EU & Bay Roundtable with Kai Zenner on AI Act: Three Takeaways
Sep 14, 2022
AI
EU & Bay Roundtable with Kai Zenner on AI Act: Three Takeaways
AI regulation is in its infancy, and we need diverse expertise to get it right. It’s top of mind for tech leaders, policymakers, researchers, developers, lawyers, and founders around the world. This is why AITLANTIC hosted a roundtable discussion with Kai Zenner, the “most important man” of the “first international law on AI”, as many say. In the EU parliament, he co-authors and drives the progress of the AI Act, which is the EU’s approach to regulating AI.
The AI Act aims to take a horizontal, sector-agnostic approach to regulating AI systems and addressing risks around issues like bias, transparency, and manipulation. It is slated to pass by the end of 2023, but many practical questions remain about its implementation and enforcement.
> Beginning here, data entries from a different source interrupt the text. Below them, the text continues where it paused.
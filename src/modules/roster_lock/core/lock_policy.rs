// Pure lock decision for one snapshot row.
//
// Purpose
// - One transition rule, evaluated in one place, for the Unlocked -> Locked state machine.
//
// Rules
// - A locked row stays locked.
// - A row for a past date locks, whatever the feed says. Every day reaches a terminal state.
// - A row for today locks once the player's game has started. The feed is authoritative for today
//   and stale statuses are never coerced.
// - A row for a future date never locks.
// - Never perform input or output.

use crate::modules::roster_lock::core::game_status::GameStatus;
use crate::modules::roster_lock::core::snapshot::RosterSnapshot;
use chrono::NaiveDate;

#[derive(Debug, Clone, Copy, PartialEq, Eq)]
pub enum LockTrigger {
    DatePassed,
    GameStarted(GameStatus),
}

#[derive(Debug, Clone, Copy, PartialEq, Eq)]
pub enum HoldReason {
    AlreadyLocked,
    FutureDate,
    NoGameToday,
    GameNotStarted(GameStatus),
}

#[derive(Debug, Clone, Copy, PartialEq, Eq)]
pub enum LockDecision {
    Lock(LockTrigger),
    Hold(HoldReason),
}

impl LockDecision {
    pub fn should_lock(&self) -> bool {
        matches!(self, LockDecision::Lock(_))
    }
}

/// Only consults `status` when the row is dated `today`.
pub fn decide_lock(
    snapshot: &RosterSnapshot,
    today: NaiveDate,
    status: Option<GameStatus>,
) -> LockDecision {
    if snapshot.is_locked() {
        return LockDecision::Hold(HoldReason::AlreadyLocked);
    }
    let date = snapshot.date();
    if date < today {
        return LockDecision::Lock(LockTrigger::DatePassed);
    }
    if date > today {
        return LockDecision::Hold(HoldReason::FutureDate);
    }
    match status {
        Some(status) if status.has_started() => LockDecision::Lock(LockTrigger::GameStarted(status)),
        Some(status) => LockDecision::Hold(HoldReason::GameNotStarted(status)),
        None => LockDecision::Hold(HoldReason::NoGameToday),
    }
}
We don’t expect the reader to be entirely familar with the AI Act; if you’d like to dive deeper: the goal of the roundtable was for him to receive feedback on the Open-Source exemption, as well as the technical feasibility of Art 10 and the practicability of Article on the value chain (Art 28, 28a), foundation models (28b), and the labeling of AI-generated content (Art 52). In this post, we will focus on the Three main Takeaways:
Regulating Open-Source AI
One major point of discussion in the AI Act is its lack of governance for open-source AI models. While the Act exempts open source systems to avoid stifling innovation, many experts worry this leaves significant room for harm. Malicious uses of AI like disinformation campaigns often rely on open-source models that can be freely distributed and modified.
Kai acknowledged the risk of open-source AI remaining in a "legal vacuum" under the Act. But he explained the thinking behind the open-source exemption - regulators "didn't want to hamper" open source communities driving AI progress significantly. Governing decentralized open-source ecosystems poses thorny legal questions of responsibility.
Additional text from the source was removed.